Return every line from the one with "Date format patterns" through the one with "pub const DEFAULT_DATE_FORMAT: &str", inclusive, exactly as it appears below.

= Records shown =
•••

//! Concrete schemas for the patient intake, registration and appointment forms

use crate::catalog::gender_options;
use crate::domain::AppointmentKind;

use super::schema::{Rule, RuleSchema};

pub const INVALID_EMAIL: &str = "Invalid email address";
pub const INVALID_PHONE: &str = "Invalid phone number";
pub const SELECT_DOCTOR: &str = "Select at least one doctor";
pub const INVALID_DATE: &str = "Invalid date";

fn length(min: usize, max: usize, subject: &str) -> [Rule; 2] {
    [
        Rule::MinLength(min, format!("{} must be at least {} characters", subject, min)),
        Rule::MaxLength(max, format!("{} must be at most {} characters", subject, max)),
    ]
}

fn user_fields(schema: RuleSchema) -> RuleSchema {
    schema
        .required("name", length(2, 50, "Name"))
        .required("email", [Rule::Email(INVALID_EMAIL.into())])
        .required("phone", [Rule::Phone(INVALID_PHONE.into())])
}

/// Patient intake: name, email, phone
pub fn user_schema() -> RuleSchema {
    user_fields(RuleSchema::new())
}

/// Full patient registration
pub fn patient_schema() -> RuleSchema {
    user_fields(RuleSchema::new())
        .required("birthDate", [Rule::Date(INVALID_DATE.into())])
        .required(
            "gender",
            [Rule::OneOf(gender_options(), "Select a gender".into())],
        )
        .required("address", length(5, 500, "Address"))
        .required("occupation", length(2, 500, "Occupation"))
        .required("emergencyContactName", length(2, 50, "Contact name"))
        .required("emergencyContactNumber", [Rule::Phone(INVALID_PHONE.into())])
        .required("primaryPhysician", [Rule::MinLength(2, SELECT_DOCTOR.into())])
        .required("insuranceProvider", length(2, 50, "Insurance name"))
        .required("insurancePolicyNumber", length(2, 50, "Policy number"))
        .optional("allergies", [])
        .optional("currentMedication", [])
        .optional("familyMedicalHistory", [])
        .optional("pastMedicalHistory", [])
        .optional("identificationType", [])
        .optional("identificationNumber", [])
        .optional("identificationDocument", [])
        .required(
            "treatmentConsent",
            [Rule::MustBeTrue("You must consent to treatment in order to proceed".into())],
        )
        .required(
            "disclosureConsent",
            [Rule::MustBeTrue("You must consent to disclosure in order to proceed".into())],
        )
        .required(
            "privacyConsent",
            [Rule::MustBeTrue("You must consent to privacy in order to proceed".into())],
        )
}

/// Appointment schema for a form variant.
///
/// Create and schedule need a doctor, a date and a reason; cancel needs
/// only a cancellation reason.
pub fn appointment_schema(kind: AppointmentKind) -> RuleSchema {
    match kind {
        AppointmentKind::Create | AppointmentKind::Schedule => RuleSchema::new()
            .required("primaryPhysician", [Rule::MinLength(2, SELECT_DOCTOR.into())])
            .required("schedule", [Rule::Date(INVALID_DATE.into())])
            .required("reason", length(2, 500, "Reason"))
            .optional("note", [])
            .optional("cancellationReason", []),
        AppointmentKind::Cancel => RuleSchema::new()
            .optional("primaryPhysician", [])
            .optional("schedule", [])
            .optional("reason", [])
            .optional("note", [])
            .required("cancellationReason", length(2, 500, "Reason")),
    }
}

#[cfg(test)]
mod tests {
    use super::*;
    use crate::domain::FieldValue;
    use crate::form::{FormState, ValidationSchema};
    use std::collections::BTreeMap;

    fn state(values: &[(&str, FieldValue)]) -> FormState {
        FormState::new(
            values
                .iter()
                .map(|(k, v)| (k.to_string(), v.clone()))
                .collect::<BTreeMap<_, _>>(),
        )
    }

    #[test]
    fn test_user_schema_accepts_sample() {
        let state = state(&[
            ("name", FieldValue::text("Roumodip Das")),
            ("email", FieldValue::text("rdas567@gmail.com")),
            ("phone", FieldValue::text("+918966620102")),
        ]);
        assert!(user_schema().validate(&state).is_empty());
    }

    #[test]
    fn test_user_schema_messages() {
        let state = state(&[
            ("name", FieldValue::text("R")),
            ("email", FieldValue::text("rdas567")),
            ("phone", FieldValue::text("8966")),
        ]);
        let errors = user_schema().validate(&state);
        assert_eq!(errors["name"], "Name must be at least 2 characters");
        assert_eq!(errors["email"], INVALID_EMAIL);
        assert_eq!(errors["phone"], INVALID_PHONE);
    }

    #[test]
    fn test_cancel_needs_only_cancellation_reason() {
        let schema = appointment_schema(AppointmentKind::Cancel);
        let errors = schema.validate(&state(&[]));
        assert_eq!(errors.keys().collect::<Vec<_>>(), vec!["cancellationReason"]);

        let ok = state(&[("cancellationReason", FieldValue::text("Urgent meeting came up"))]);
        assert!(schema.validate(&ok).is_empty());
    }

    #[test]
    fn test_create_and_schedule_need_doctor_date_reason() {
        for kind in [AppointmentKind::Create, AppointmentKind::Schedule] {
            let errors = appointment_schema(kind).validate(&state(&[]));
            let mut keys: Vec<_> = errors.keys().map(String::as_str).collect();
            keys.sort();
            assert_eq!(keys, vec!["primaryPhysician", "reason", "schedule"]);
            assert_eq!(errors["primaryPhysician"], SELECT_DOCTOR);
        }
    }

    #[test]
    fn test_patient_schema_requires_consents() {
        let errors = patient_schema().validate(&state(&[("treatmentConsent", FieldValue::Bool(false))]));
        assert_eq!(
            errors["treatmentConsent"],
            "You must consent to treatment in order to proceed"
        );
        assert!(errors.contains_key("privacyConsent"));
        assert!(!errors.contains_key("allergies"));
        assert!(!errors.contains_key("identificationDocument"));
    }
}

•••

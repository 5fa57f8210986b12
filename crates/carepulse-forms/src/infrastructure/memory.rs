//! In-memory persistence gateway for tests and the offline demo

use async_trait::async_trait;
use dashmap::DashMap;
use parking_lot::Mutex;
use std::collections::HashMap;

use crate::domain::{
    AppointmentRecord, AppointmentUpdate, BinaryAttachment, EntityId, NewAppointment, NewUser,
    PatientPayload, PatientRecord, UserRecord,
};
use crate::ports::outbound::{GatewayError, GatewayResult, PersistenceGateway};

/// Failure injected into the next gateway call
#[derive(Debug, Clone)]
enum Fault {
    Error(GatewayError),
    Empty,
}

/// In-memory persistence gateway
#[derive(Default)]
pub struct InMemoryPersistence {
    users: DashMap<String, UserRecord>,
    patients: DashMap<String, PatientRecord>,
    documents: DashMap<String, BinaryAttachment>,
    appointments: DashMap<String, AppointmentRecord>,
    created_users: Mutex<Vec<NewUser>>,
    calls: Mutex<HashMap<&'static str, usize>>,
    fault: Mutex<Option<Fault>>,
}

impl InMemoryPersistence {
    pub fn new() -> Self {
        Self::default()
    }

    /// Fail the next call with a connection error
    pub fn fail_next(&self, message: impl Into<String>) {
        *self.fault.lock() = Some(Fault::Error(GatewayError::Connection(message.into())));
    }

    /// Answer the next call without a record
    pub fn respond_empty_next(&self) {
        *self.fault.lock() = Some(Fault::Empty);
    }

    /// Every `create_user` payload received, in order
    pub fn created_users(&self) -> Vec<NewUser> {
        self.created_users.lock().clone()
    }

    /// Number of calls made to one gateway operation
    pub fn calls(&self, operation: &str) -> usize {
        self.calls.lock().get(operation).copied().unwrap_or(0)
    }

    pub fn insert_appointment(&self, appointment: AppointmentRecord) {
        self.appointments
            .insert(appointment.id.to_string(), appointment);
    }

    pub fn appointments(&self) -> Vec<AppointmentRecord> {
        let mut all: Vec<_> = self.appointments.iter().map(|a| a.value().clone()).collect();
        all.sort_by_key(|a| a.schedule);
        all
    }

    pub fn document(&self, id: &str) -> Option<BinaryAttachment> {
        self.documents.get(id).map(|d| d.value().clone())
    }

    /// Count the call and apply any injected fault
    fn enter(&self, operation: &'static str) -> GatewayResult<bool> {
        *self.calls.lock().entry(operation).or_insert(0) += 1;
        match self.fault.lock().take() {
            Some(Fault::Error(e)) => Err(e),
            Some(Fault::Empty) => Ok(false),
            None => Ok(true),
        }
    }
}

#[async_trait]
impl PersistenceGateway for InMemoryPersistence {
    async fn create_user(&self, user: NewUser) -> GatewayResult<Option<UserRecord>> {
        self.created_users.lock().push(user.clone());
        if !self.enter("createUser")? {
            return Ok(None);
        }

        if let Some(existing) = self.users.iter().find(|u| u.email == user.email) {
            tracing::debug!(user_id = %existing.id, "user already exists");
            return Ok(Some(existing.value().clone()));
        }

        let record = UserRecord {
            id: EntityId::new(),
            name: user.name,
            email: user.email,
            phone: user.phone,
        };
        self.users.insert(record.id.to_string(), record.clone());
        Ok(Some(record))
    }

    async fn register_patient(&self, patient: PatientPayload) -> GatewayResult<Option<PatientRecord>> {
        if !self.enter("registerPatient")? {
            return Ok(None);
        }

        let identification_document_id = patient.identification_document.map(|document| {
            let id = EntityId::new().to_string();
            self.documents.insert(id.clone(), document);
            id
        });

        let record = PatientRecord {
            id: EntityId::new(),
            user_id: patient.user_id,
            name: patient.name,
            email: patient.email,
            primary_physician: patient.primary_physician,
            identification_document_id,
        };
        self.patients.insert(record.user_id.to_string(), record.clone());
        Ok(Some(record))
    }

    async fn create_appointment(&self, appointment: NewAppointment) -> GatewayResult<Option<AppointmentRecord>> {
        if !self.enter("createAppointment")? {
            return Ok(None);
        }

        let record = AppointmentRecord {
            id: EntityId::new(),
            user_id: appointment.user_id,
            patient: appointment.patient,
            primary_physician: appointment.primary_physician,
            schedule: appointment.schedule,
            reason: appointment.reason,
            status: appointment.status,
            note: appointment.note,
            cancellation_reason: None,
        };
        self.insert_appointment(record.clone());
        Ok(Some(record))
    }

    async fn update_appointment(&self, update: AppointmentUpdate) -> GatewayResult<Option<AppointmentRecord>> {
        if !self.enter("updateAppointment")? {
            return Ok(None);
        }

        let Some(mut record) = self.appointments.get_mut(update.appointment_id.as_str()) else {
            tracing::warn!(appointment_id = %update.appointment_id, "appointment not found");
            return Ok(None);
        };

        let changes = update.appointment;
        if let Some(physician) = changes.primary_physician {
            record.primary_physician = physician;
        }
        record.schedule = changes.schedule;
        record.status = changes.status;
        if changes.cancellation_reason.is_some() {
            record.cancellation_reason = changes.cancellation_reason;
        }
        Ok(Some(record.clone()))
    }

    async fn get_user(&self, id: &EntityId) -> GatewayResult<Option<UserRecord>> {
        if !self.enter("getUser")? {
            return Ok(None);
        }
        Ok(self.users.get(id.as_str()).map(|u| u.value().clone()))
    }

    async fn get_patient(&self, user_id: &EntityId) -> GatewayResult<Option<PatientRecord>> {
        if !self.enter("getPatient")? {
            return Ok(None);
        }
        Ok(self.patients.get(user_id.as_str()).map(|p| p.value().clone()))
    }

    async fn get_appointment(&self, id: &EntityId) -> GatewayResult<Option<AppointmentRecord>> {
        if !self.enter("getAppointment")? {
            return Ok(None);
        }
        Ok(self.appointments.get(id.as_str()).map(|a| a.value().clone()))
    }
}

•••

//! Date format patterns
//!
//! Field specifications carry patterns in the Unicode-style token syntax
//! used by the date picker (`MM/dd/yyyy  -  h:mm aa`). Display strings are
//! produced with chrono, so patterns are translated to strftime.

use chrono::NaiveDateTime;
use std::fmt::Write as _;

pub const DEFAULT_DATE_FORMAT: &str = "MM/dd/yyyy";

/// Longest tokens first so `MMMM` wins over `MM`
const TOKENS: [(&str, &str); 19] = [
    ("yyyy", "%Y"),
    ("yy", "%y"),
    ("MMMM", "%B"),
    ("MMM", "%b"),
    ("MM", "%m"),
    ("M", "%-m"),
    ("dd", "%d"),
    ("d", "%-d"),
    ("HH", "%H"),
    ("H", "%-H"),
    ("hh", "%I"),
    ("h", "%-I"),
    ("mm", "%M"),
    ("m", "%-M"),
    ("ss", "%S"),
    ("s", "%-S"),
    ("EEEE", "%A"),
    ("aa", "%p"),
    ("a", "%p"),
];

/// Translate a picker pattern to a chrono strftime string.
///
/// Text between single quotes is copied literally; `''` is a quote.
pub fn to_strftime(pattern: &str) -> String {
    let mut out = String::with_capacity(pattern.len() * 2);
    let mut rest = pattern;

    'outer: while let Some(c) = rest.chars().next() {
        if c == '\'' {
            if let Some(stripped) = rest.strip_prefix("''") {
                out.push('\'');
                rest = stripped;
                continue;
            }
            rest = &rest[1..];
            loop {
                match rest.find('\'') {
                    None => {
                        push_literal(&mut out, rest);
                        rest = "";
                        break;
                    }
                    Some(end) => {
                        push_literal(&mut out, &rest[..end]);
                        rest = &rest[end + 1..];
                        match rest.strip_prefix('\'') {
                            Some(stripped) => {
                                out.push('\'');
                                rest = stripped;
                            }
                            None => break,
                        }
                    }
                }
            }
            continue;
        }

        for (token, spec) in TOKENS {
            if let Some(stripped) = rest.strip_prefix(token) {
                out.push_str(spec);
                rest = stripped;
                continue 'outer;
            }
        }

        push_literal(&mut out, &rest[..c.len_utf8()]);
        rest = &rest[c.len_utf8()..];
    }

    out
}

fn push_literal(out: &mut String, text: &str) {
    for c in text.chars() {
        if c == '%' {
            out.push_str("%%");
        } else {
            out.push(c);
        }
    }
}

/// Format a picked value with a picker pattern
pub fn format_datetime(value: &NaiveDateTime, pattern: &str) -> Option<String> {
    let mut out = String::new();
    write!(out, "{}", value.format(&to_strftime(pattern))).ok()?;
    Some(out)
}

•••

= Result of the task =
//! Date format patterns
//!
//! Field specifications carry patterns in the Unicode-style token syntax
//! used by the date picker (`MM/dd/yyyy  -  h:mm aa`). Display strings are
//! produced with chrono, so patterns are translated to strftime.

use chrono::NaiveDateTime;
use std::fmt::Write as _;

pub const DEFAULT_DATE_FORMAT: &str = "MM/dd/yyyy";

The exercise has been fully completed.